Una Iglesia Esposa, Madre y Servidora

     Todo esto afecta no solamente a cada cristiano, sino también a la Iglesia en su conjunto y a toda comunidad cristiana y eclesial. Ella no debe erigirse en “centro”, puntualiza el Papa Francisco, pues así “se funcionaliza y poco a poco se transforma en una ONG”. Ella debe ser, según los Padres, como la luna, que transmite una luz que no es propia. No puede ser “autorreferencial” (es decir, hablar solo de sí misma, vivir para sí misma), sino misionera. De otra manera, insiste el Papa, deja de ser institución divina para pasar a ser obra de hombres. “Deja de ser Esposa para terminar siendo Administradora; de Servidora se transforma en ‘Controladora’”. En resumen: “Aparecida quiere una Iglesia Esposa, Madre, Servidora, facilitadora de la fe y no tanto controladora de la fe”.


Cercanía y encuentro

     Cercanía y encuentro, son, como consecuencia, dos categorías que Aparecida propone para expresar el “estilo” de la evangelización. No son nuevas, observa el Papa, sino que conforman la manera con que Dios se ha revelado en la historia. Dios se ha hecho cercano a su pueblo al encarnarse. Por eso hay que rechazar –señala– “pastorales ‘lejanas’, pastorales disciplinarias que privilegian los principios, las conductas, los procedimientos organizativos… por supuesto sin cercanía, sin ternura, sin caricia”. Y es que no se puede ignorar la “revolución de la ternura” que provocó la encarnación del Verbo.

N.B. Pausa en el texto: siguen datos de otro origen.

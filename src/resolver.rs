//! Session resolution
//!
//! The identity provider only learns "who is logged in" after an
//! asynchronous one-time initialization event. [`SessionResolver`] turns that
//! into a single deterministic checkpoint: it awaits the provider's first
//! state notification, resolves role data exactly once per page load, and
//! memoizes the outcome so repeated calls neither re-subscribe nor repeat
//! side effects.

use std::sync::Arc;

use tokio::sync::OnceCell;
use tracing::{debug, warn};

use crate::error::{classify, AuthError};
use crate::session::{Role, Session};
use crate::traits::{IdentityProvider, ProfileStore, ProjectionCache};
use crate::AuthResult;

/// Outcome of one session resolution.
#[derive(Debug, Clone)]
pub enum SessionOutcome {
    /// A valid, active, role-bearing session
    Authenticated(Session),

    /// The provider reported no identity
    Anonymous,

    /// An identity was present but could not become a session (missing
    /// profile, disabled account, unrecognized role). The corrective
    /// sign-out has already been performed.
    Denied(AuthError),
}

impl SessionOutcome {
    /// The session, if this outcome carries one
    pub fn session(&self) -> Option<&Session> {
        match self {
            SessionOutcome::Authenticated(session) => Some(session),
            _ => None,
        }
    }
}

/// Resolves the current session once per page load.
pub struct SessionResolver {
    provider: Arc<dyn IdentityProvider>,
    store: Arc<dyn ProfileStore>,
    projection: Arc<dyn ProjectionCache>,
    outcome: OnceCell<SessionOutcome>,
}

impl SessionResolver {
    /// Create a resolver over the injected collaborators
    pub fn new(
        provider: Arc<dyn IdentityProvider>,
        store: Arc<dyn ProfileStore>,
        projection: Arc<dyn ProjectionCache>,
    ) -> Self {
        Self {
            provider,
            store,
            projection,
            outcome: OnceCell::new(),
        }
    }

    /// Resolve the current session.
    ///
    /// Suspends until the provider's first state notification has fired; the
    /// provider's state must never be read synchronously before that. The
    /// whole outcome, including any corrective sign-out, is computed at most
    /// once per resolver; later calls return the memoized result. Store
    /// failures are returned without being memoized, so a retry is possible.
    pub async fn resolve(&self) -> AuthResult<SessionOutcome> {
        let outcome = self
            .outcome
            .get_or_try_init(|| self.resolve_uncached())
            .await?;
        Ok(outcome.clone())
    }

    /// Resolve and require an authenticated session.
    ///
    /// Fails with [`AuthError::Unauthenticated`] when anonymous, or with the
    /// denial error when an identity was rejected.
    pub async fn require(&self) -> AuthResult<Session> {
        match self.resolve().await? {
            SessionOutcome::Authenticated(session) => Ok(session),
            SessionOutcome::Anonymous => Err(AuthError::Unauthenticated),
            SessionOutcome::Denied(err) => Err(err),
        }
    }

    /// Sign out the current identity and clear the projection cache.
    pub async fn logout(&self) -> AuthResult<()> {
        let result = self.provider.sign_out().await;
        // The projection must not outlive the provider-side session even if
        // the sign-out call itself failed.
        self.projection.clear();
        result.map_err(|e| classify(&e))
    }

    async fn resolve_uncached(&self) -> AuthResult<SessionOutcome> {
        let identity = self
            .provider
            .first_known_identity()
            .await
            .map_err(|e| classify(&e))?;

        let Some(identity) = identity else {
            debug!("no identity at first state notification");
            return Ok(SessionOutcome::Anonymous);
        };

        let Some(profile) = self.store.get(&identity.subject_id).await? else {
            warn!(
                subject_id = %identity.subject_id,
                "authenticated identity has no profile document, signing out"
            );
            self.corrective_sign_out().await;
            return Ok(SessionOutcome::Denied(AuthError::conflict(
                "Your account is not provisioned. Contact the administrator",
            )));
        };

        if !profile.active {
            warn!(subject_id = %identity.subject_id, "account is disabled, signing out");
            self.corrective_sign_out().await;
            return Ok(SessionOutcome::Denied(AuthError::disabled(
                "Your account has been deactivated. Contact the administrator",
            )));
        }

        let Some(role) = Role::parse(&profile.role) else {
            warn!(
                subject_id = %identity.subject_id,
                role = %profile.role,
                "profile carries an unrecognized role, signing out"
            );
            self.corrective_sign_out().await;
            return Ok(SessionOutcome::Denied(AuthError::conflict(
                "Your account role is not recognized. Contact the administrator",
            )));
        };

        debug!(subject_id = %identity.subject_id, %role, "session resolved");
        Ok(SessionOutcome::Authenticated(Session {
            subject_id: identity.subject_id,
            email: identity.email,
            role,
            display_name: profile.full_name,
            active: profile.active,
        }))
    }

    /// Best-effort sign-out used when an identity must not become a session.
    /// A failure here is logged and swallowed; the denial verdict stands.
    async fn corrective_sign_out(&self) {
        if let Err(e) = self.provider.sign_out().await {
            warn!(code = %e.code, "corrective sign-out failed");
        }
        self.projection.clear();
    }
}
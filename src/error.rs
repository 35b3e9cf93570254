//! Authentication error taxonomy and provider-failure classification

use serde::{Deserialize, Serialize};
use thiserror::Error;

/// Raw failure reported by a collaborator (identity provider).
///
/// The `code` is an opaque string from the provider's own vocabulary and must
/// never be shown to a user; pass the failure through [`classify`] first.
#[derive(Debug, Clone, PartialEq, Eq, Error)]
#[error("provider failure {code}: {message}")]
pub struct ProviderError {
    /// Opaque provider failure code (e.g. `user-not-found`)
    pub code: String,

    /// Raw provider message, used only as a fallback for unmapped codes
    pub message: String,
}

impl ProviderError {
    /// Create a new provider failure
    pub fn new(code: impl Into<String>, message: impl Into<String>) -> Self {
        Self {
            code: code.into(),
            message: message.into(),
        }
    }
}

/// Authentication and authorization errors
#[derive(Debug, Error, Clone, PartialEq, Eq, Serialize, Deserialize)]
pub enum AuthError {
    /// Local validation failure; no collaborator call was made
    #[error("Invalid input: {message}")]
    InvalidInput { message: String },

    /// Credentials were rejected by the identity provider
    #[error("Wrong credential: {message}")]
    WrongCredential { message: String },

    /// The referenced account or document does not exist
    #[error("Not found: {message}")]
    NotFound { message: String },

    /// The account (or operation) is disabled
    #[error("Disabled: {message}")]
    Disabled { message: String },

    /// Too many attempts in a short window
    #[error("Rate limited")]
    RateLimited,

    /// Network failure while reaching a collaborator
    #[error("Network failure")]
    NetworkFailure,

    /// Inconsistent state: an authenticated identity with a missing or
    /// invalid profile, or a uniqueness clash
    #[error("Conflict: {message}")]
    Conflict { message: String },

    /// No authenticated session is present
    #[error("Unauthenticated")]
    Unauthenticated,

    /// The session lacks the role required for the operation
    #[error("Forbidden: {message}")]
    Forbidden { message: String },

    /// Unmapped provider failure; message carries the provider's raw text
    #[error("Unknown error: {message}")]
    Unknown { message: String },
}

impl AuthError {
    /// Stable error code for logs and API responses
    pub fn error_code(&self) -> &'static str {
        match self {
            AuthError::InvalidInput { .. } => "INVALID_INPUT",
            AuthError::WrongCredential { .. } => "WRONG_CREDENTIAL",
            AuthError::NotFound { .. } => "NOT_FOUND",
            AuthError::Disabled { .. } => "DISABLED",
            AuthError::RateLimited => "RATE_LIMITED",
            AuthError::NetworkFailure => "NETWORK_FAILURE",
            AuthError::Conflict { .. } => "CONFLICT",
            AuthError::Unauthenticated => "UNAUTHENTICATED",
            AuthError::Forbidden { .. } => "FORBIDDEN",
            AuthError::Unknown { .. } => "UNKNOWN",
        }
    }

    /// Human-readable message safe to render to the user
    pub fn user_message(&self) -> String {
        match self {
            AuthError::InvalidInput { message }
            | AuthError::WrongCredential { message }
            | AuthError::NotFound { message }
            | AuthError::Disabled { message }
            | AuthError::Conflict { message }
            | AuthError::Forbidden { message }
            | AuthError::Unknown { message } => message.clone(),
            AuthError::RateLimited => "Too many attempts. Try again later".to_string(),
            AuthError::NetworkFailure => {
                "Connection error. Check your internet connection".to_string()
            }
            AuthError::Unauthenticated => "You must log in to continue".to_string(),
        }
    }

    /// Create an invalid-input error
    pub fn invalid_input(message: impl Into<String>) -> Self {
        Self::InvalidInput {
            message: message.into(),
        }
    }

    /// Create a wrong-credential error
    pub fn wrong_credential(message: impl Into<String>) -> Self {
        Self::WrongCredential {
            message: message.into(),
        }
    }

    /// Create a not-found error
    pub fn not_found(message: impl Into<String>) -> Self {
        Self::NotFound {
            message: message.into(),
        }
    }

    /// Create a disabled error
    pub fn disabled(message: impl Into<String>) -> Self {
        Self::Disabled {
            message: message.into(),
        }
    }

    /// Create a conflict error
    pub fn conflict(message: impl Into<String>) -> Self {
        Self::Conflict {
            message: message.into(),
        }
    }

    /// Create a forbidden error
    pub fn forbidden(message: impl Into<String>) -> Self {
        Self::Forbidden {
            message: message.into(),
        }
    }

    /// Create an unknown error
    pub fn unknown(message: impl Into<String>) -> Self {
        Self::Unknown {
            message: message.into(),
        }
    }
}

/// Map a raw provider failure onto the closed [`AuthError`] taxonomy.
///
/// Pure function; the returned error's [`AuthError::user_message`] is the only
/// text that may reach the UI. Unmapped codes fall back to the provider's raw
/// message under [`AuthError::Unknown`].
pub fn classify(failure: &ProviderError) -> AuthError {
    match failure.code.as_str() {
        "invalid-email" => AuthError::invalid_input("The email address is not valid"),
        "user-disabled" => AuthError::disabled("This account has been disabled"),
        "user-not-found" => AuthError::not_found("No account exists with this email"),
        "wrong-password" => AuthError::wrong_credential("Incorrect password"),
        "invalid-credential" => {
            AuthError::wrong_credential("Invalid credentials. Check your email and password")
        }
        "too-many-requests" => AuthError::RateLimited,
        "network-request-failed" => AuthError::NetworkFailure,
        "email-already-in-use" => {
            AuthError::conflict("This email is already registered. Please log in")
        }
        "weak-password" => {
            AuthError::invalid_input("The password is too weak. Use at least 6 characters")
        }
        "operation-not-allowed" => AuthError::disabled("Sign-ups are temporarily disabled"),
        _ => AuthError::unknown(failure.message.clone()),
    }
}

     La distancia es un obstáculo para el encuentro con Jesucristo y con los hermanos. En efecto –prosigue explicando el Papa– el anuncio de la fe no consiste simplemente en buscar que aumente el número de seguidores del Evangelio. Porque trae la cercanía de Cristo, el anuncio de la fe (o el apostolado cristiano) aspira a crear un “lugar” de encuentro, formas de diálogo, culturas del encuentro.

     Esto se traduce, entre otras cosas, en el estilo de la predicación sacerdotal. Por eso invita el Papa Francisco a preguntarse cómo son las homilías, si acercan al ejemplo del Señor, y no se centran en señalar preceptos, quedándose lejos de la vida concreta


Los obispos, "conductores" de la evangelización

     Finalmente el Papa destaca la figura de los obispos como “conductores” de la misión en la Iglesia. Y traza el perfil de los obispos que hoy necesita la nueva evangelización, cercanos y servidores de Dios y de la Iglesia:

     “Los Obispos han de ser Pastores, cercanos a la gente, padres y hermanos, con mucha mansedumbre; pacientes y misericordiosos. Hombres que amen la pobreza, sea la pobreza interior como libertad ante el Señor, sea la pobreza exterior como simplicidad y austeridad de vida. Hombres que no tengan ‘psicología de príncipes’. Hombres que no sean ambiciosos y que sean esposos de una Iglesia sin estar a la expectativa de otra”.

     Nos parece estar escuchando o leyendo a los Padres de la Iglesia, cuando hablan de qué significa para los obispos ser pastores de su pueblo. Así lo expresa el Papa Francisco:

     “Hombres capaces de estar velando sobre el rebaño que les ha sido confiado y cuidando todo aquello que lo mantiene unido: vigilar sobre su pueblo con atención sobre los eventuales peligros que lo amenacen, pero sobre todo para cuidar la esperanza: que haya sol y luz en los corazones. Hombres capaces de sostener con amor y paciencia los pasos de Dios en su pueblo”.

     De esta manera, “el sitio del Obispo para estar con su pueblo es triple: o delante para indicar el camino, o en medio para mantenerlo unido y neutralizar los desbandes, o detrás para evitar que alguno se quede rezagado, pero también, y fundamentalmente, porque el rebaño mismo también tiene su olfato para encontrar nuevos caminos”.

     Encuentro, servicio, cercanía. Una buena síntesis de la propuesta de Aparecida, como luz para el anuncio de la fe –el apostolado, la formación cristiana, etc.– en nuestros días.